#### REQUIRED WORK
All lines before the one containing "pub mod value_objects;", plus that line itself, are to be printed exactly as they appear below.

========================================================================

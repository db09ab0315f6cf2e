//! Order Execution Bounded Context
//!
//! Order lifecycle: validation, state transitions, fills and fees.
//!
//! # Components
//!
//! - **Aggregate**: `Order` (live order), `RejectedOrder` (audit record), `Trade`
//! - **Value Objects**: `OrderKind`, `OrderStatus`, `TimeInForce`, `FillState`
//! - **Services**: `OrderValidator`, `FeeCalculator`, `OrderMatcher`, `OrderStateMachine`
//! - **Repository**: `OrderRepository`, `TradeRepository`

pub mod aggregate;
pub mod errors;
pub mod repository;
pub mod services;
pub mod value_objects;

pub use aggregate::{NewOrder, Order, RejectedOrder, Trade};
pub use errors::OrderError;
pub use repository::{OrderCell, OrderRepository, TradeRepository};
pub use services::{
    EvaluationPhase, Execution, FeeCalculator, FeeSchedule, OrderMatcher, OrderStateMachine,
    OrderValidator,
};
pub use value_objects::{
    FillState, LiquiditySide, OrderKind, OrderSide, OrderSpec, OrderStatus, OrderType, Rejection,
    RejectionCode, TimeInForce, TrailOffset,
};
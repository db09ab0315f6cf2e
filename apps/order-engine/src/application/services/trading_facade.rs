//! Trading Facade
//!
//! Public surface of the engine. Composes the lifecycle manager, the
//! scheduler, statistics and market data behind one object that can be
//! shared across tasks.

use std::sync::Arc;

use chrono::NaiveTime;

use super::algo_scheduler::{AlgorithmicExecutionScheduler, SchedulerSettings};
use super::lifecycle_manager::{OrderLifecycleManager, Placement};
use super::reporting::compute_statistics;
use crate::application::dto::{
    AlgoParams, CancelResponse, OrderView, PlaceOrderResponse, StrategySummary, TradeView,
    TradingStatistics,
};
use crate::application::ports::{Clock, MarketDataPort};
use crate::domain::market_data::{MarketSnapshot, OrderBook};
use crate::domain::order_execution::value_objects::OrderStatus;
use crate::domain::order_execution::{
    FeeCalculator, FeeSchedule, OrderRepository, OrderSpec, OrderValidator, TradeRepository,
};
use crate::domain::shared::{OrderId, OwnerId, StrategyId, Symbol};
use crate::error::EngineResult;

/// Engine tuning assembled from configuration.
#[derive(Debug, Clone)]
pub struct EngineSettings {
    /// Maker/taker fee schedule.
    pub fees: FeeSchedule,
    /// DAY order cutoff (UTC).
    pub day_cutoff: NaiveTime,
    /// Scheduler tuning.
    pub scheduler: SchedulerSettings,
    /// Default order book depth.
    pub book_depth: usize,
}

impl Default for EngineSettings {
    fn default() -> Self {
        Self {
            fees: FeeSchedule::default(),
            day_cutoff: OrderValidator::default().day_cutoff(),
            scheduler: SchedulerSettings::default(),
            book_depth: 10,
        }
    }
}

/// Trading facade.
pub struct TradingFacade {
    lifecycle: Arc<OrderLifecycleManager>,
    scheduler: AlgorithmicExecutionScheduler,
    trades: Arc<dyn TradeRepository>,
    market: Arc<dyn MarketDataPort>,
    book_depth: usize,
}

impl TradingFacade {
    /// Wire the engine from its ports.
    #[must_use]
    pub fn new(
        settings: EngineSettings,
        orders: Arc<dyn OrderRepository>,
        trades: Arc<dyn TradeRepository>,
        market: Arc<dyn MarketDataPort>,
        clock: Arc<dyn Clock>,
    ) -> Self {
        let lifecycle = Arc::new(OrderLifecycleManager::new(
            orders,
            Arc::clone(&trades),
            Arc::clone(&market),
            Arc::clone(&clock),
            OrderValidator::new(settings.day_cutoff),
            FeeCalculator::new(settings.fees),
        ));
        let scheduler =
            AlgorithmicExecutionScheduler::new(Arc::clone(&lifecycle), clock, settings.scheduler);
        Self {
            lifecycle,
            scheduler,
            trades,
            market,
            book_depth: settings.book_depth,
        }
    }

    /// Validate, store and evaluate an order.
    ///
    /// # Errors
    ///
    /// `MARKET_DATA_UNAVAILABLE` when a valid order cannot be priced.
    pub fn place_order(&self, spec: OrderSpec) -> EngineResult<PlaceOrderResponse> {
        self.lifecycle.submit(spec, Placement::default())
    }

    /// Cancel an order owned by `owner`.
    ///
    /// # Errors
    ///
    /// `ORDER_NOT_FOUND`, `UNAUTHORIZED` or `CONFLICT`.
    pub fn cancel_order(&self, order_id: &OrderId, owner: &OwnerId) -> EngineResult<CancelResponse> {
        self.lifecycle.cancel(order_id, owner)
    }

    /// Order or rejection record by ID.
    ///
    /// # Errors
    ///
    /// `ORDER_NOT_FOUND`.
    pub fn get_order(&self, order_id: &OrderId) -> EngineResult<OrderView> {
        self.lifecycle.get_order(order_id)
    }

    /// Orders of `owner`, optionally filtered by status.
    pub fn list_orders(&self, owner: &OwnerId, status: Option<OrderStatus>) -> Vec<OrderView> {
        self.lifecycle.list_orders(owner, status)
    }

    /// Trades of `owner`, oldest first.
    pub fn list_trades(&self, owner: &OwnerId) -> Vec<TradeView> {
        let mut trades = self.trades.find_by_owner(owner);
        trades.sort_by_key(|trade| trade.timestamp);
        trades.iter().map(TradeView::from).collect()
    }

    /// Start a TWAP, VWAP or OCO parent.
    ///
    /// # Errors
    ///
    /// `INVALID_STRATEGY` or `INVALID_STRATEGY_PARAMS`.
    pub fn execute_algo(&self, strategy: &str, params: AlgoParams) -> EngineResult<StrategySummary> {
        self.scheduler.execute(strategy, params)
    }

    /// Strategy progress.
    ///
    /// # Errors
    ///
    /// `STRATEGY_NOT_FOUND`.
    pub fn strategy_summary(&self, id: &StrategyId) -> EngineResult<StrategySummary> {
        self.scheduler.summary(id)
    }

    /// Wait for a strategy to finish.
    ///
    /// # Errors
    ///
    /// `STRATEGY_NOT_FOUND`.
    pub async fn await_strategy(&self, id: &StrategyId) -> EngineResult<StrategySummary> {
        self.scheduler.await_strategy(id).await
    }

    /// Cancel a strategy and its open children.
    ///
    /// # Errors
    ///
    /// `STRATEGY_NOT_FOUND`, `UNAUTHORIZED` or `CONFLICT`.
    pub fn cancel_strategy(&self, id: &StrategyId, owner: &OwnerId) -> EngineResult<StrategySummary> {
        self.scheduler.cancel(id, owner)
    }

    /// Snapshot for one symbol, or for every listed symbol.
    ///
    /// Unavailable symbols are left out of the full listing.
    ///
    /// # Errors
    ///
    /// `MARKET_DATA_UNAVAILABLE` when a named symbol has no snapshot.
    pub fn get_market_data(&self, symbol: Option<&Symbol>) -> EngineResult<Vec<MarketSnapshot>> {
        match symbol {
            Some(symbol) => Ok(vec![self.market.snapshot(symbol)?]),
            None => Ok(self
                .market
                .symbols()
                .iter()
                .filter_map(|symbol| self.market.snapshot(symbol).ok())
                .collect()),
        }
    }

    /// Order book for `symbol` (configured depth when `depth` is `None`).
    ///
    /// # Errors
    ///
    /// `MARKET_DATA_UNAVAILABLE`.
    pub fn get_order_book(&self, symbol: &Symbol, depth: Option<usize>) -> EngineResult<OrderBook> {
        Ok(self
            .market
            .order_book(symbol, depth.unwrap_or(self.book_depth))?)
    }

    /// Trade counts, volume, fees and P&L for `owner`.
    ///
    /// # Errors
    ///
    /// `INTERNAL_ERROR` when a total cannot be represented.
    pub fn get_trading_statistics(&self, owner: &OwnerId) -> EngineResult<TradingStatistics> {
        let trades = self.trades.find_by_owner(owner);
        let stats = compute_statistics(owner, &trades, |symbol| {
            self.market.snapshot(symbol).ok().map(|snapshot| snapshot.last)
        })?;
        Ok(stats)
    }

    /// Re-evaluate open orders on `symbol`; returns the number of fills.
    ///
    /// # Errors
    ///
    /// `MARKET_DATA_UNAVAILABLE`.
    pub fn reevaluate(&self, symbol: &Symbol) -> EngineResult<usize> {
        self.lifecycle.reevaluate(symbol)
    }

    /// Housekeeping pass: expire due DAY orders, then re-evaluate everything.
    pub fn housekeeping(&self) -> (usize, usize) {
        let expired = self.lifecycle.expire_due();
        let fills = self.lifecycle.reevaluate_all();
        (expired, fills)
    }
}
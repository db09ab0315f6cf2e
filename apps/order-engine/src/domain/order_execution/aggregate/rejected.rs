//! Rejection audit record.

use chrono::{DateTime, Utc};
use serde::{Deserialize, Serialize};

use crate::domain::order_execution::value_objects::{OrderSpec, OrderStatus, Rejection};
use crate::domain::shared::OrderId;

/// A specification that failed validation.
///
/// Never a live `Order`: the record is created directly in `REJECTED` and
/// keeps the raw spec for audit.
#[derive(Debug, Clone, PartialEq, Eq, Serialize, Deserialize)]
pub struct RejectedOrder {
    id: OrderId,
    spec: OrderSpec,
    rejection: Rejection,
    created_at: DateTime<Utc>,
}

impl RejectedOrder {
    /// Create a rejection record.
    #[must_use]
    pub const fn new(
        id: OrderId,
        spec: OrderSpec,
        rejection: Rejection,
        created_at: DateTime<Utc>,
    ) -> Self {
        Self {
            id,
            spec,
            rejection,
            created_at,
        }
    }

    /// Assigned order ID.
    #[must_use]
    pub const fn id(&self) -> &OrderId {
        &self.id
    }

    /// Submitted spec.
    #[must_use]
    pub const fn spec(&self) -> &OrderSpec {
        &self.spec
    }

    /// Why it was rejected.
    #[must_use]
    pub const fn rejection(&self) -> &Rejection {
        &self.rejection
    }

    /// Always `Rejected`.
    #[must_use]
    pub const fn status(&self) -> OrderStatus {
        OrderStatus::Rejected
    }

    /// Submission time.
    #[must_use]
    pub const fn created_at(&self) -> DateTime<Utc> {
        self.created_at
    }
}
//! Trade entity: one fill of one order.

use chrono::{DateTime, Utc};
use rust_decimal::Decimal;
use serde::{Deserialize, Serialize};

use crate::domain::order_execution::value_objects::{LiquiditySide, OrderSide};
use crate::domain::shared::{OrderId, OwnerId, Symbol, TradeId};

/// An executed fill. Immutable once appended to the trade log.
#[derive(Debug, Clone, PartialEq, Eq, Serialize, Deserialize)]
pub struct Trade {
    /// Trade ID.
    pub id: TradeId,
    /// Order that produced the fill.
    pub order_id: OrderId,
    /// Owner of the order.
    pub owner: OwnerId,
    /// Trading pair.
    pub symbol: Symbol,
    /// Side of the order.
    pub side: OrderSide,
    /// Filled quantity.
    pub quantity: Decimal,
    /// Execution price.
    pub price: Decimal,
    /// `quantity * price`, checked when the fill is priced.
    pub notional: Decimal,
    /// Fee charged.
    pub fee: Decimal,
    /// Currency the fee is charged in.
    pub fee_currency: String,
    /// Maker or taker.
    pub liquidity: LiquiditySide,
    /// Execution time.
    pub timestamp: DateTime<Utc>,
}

========================================================================

#### RESULT FOR THIS TASK
repository db09ab0315f6cf2e
//! Order Execution Bounded Context
//!
//! Order lifecycle: validation, state transitions, fills and fees.
//!
//! # Components
//!
//! - **Aggregate**: `Order` (live order), `RejectedOrder` (audit record), `Trade`
//! - **Value Objects**: `OrderKind`, `OrderStatus`, `TimeInForce`, `FillState`
//! - **Services**: `OrderValidator`, `FeeCalculator`, `OrderMatcher`, `OrderStateMachine`
//! - **Repository**: `OrderRepository`, `TradeRepository`

pub mod aggregate;
pub mod errors;
pub mod repository;
pub mod services;
pub mod value_objects;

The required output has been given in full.